*Action item*: Write out, unaltered, each line from the top of the records below down to the line where "take their defaults." appears, that line included.

Segment Open

//! YAML configuration loading.

use sim_core::{validate_config, GameConfig, ValidationError};
use std::path::Path;
use thiserror::Error;
use tracing::info;

#[derive(Debug, Error)]
pub enum ConfigError {
    #[error("reading config: {0}")]
    Io(#[from] std::io::Error),
    #[error("parsing config: {0}")]
    Yaml(#[from] serde_yaml::Error),
    #[error(transparent)]
    Invalid(#[from] ValidationError),
}

/// Parse and validate a YAML config. Missing keys take their defaults.
pub fn parse_config(text: &str) -> Result<GameConfig, ConfigError> {
    let cfg: GameConfig = if text.trim().is_empty() {
        GameConfig::default()
    } else {
        serde_yaml::from_str(text)?
    };
    validate_config(&cfg)?;
    Ok(cfg)
}

pub fn load_config<P: AsRef<Path>>(path: P) -> Result<GameConfig, ConfigError> {
    let text = std::fs::read_to_string(path.as_ref())?;
    let cfg = parse_config(&text)?;
    info!(
        path = %path.as_ref().display(),
        desk_capacity = cfg.desk_capacity,
        victory_quarter = cfg.victory_quarter,
        "loaded game config"
    );
    Ok(cfg)
}

#[cfg(test)]
mod tests {
    use super::*;
    use rust_decimal::Decimal;

    #[test]
    fn partial_yaml_keeps_defaults() {
        let cfg = parse_config(
            "desk_capacity: 30\neconomy:\n  baseline_salary: 12000\n  price_elasticity: -2.0\n",
        )
        .unwrap();
        assert_eq!(cfg.desk_capacity, 30);
        assert_eq!(cfg.victory_quarter, 40);
        assert_eq!(cfg.economy.baseline_salary, Decimal::new(12_000, 0));
        assert_eq!(cfg.economy.price_elasticity, -2.0);
        assert_eq!(cfg.economy.units_per_engineer, 400);
    }

    #[test]
    fn shipped_config_matches_defaults() {
        let cfg = parse_config(include_str!("../../../config/game.yaml")).unwrap();
        assert_eq!(cfg, GameConfig::default());
    }

    #[test]
    fn empty_yaml_is_default() {
        assert_eq!(parse_config("").unwrap(), GameConfig::default());
    }

    #[test]
    fn invalid_values_are_rejected() {
        assert!(matches!(
            parse_config("desk_capacity: 0\n"),
            Err(ConfigError::Invalid(_))
        ));
        assert!(matches!(
            parse_config("desk_capacity: [1, 2]\n"),
            Err(ConfigError::Yaml(_))
        ));
    }

    #[test]
    fn missing_file_is_io_error() {
        assert!(matches!(
            load_config("/nonexistent/startup-tycoon.yaml"),
            Err(ConfigError::Io(_))
        ));
    }
}
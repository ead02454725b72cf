#![deny(warnings)]

use persistence::default_sqlite_url;

#[tokio::main]
async fn main() -> anyhow::Result<()> {
    let url = std::env::var("DATABASE_URL").unwrap_or_else(|_| default_sqlite_url().to_string());
    // Ensure directory exists
    let path = url
        .strip_prefix("sqlite://")
        .or_else(|| url.strip_prefix("sqlite:"));
    if let Some(path) = path {
        if let Some(parent) = std::path::Path::new(path).parent() {
            if !parent.as_os_str().is_empty() {
                std::fs::create_dir_all(parent)?;
            }
        }
    }
    let pool = persistence::init_db(&url).await?;
    pool.close().await;
    println!("DB migrated at {}", url);
    Ok(())
}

Segment Closed

*Problem solution*:
//! YAML configuration loading.

use sim_core::{validate_config, GameConfig, ValidationError};
use std::path::Path;
use thiserror::Error;
use tracing::info;

#[derive(Debug, Error)]
pub enum ConfigError {
    #[error("reading config: {0}")]
    Io(#[from] std::io::Error),
    #[error("parsing config: {0}")]
    Yaml(#[from] serde_yaml::Error),
    #[error(transparent)]
    Invalid(#[from] ValidationError),
}

/// Parse and validate a YAML config. Missing keys take their defaults.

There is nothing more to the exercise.